- _DIRECTIONS_
The first line of the data below and every line after it, through the one with "would just rediscover", must be transcribed without change.

- _ENTRIES SHOWN_
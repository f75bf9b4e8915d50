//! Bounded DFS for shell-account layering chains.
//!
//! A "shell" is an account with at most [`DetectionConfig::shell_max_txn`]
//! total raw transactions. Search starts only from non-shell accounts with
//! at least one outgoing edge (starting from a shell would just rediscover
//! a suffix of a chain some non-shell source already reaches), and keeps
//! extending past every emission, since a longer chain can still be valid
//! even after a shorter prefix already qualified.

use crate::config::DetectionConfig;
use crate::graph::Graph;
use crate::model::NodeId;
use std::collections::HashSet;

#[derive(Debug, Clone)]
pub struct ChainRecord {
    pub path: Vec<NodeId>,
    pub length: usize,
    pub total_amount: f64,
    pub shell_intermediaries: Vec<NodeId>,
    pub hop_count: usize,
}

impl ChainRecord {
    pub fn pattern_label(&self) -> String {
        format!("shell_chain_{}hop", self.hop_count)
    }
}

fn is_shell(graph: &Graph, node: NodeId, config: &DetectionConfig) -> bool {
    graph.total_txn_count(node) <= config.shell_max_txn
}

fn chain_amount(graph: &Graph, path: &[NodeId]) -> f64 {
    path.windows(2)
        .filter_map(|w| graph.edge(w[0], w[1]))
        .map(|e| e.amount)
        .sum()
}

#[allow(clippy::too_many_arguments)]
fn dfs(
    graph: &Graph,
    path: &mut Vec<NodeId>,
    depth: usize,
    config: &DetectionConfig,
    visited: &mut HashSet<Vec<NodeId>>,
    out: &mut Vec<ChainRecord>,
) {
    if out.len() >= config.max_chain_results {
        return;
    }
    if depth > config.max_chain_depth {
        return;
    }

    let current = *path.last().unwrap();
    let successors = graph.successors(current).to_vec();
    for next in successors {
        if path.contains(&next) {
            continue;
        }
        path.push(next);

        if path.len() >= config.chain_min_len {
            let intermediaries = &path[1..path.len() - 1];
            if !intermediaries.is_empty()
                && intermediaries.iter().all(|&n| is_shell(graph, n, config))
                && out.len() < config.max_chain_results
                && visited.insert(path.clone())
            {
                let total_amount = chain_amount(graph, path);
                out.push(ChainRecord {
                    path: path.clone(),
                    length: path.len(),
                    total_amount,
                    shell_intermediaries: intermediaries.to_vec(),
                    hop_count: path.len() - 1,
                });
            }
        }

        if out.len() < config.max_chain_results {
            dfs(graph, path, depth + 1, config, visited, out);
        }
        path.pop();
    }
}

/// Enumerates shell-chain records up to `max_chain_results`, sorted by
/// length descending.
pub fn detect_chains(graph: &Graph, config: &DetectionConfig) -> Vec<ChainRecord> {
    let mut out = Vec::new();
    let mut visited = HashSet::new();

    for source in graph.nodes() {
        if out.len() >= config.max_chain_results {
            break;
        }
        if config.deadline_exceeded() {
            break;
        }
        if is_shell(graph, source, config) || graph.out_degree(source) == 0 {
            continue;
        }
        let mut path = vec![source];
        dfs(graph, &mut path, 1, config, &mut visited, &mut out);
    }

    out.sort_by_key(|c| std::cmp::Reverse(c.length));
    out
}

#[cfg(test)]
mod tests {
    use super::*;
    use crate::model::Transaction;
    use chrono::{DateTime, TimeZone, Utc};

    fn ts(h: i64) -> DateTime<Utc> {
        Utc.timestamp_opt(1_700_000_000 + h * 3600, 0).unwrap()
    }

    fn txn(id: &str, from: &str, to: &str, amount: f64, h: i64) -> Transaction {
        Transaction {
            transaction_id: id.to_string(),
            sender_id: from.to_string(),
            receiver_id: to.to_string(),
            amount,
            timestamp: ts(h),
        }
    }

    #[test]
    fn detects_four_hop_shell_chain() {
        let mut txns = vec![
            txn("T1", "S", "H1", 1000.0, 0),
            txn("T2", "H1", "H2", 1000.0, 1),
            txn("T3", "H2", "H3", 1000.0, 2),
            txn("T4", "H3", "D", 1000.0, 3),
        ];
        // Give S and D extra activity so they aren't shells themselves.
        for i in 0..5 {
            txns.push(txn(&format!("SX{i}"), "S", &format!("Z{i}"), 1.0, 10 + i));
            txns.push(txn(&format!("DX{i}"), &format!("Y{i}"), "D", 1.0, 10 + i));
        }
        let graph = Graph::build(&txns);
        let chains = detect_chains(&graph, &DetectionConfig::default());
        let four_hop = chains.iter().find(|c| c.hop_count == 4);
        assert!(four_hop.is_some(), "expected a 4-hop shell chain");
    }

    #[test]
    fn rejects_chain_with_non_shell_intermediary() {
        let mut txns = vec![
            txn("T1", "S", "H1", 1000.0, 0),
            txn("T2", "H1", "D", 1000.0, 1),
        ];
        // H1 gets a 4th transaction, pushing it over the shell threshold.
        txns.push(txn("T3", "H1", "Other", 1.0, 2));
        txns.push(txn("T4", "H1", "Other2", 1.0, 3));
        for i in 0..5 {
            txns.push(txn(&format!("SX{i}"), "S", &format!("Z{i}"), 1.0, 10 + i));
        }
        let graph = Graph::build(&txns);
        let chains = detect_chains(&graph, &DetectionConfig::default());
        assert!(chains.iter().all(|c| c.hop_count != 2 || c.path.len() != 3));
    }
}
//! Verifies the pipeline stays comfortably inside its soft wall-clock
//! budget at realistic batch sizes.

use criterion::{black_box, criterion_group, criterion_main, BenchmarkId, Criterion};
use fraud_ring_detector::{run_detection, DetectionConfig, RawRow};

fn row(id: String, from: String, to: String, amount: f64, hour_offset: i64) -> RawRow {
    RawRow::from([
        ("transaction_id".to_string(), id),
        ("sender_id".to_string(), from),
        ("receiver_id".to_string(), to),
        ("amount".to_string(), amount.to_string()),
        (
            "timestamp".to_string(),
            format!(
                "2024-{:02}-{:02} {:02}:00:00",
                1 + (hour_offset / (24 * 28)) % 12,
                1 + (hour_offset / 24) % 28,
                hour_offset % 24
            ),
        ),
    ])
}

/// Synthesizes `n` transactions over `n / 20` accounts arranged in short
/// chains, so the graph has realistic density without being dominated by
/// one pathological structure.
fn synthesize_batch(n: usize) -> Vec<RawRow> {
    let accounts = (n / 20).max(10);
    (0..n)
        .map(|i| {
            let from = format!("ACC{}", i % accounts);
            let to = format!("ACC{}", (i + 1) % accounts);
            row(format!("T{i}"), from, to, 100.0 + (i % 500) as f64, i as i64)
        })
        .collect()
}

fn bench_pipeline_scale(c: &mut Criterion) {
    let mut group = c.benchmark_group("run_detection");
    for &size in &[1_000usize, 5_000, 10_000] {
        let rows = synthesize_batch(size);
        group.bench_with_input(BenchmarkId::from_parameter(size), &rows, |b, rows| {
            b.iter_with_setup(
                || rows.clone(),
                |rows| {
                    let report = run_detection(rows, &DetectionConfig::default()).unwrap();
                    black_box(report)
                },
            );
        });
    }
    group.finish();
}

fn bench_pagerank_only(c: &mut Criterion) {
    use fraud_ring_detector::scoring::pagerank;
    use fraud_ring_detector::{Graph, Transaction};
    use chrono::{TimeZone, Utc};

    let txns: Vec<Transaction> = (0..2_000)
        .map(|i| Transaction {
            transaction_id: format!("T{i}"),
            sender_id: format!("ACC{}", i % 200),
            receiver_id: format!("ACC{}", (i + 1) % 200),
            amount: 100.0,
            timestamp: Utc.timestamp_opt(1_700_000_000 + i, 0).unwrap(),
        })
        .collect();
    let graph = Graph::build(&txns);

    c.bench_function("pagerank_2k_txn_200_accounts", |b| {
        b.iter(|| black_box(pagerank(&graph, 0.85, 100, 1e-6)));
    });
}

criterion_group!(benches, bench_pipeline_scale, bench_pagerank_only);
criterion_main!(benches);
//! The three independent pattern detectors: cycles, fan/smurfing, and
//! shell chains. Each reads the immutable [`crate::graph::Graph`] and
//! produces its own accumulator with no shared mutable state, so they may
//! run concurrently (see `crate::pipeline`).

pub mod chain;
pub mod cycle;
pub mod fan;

- _OUTPUT OF THE TASK_
repository f75bf9b4e8915d50
//! Bounded DFS for shell-account layering chains.
//!
//! A "shell" is an account with at most [`DetectionConfig::shell_max_txn`]
//! total raw transactions. Search starts only from non-shell accounts with
//! at least one outgoing edge (starting from a shell would just rediscover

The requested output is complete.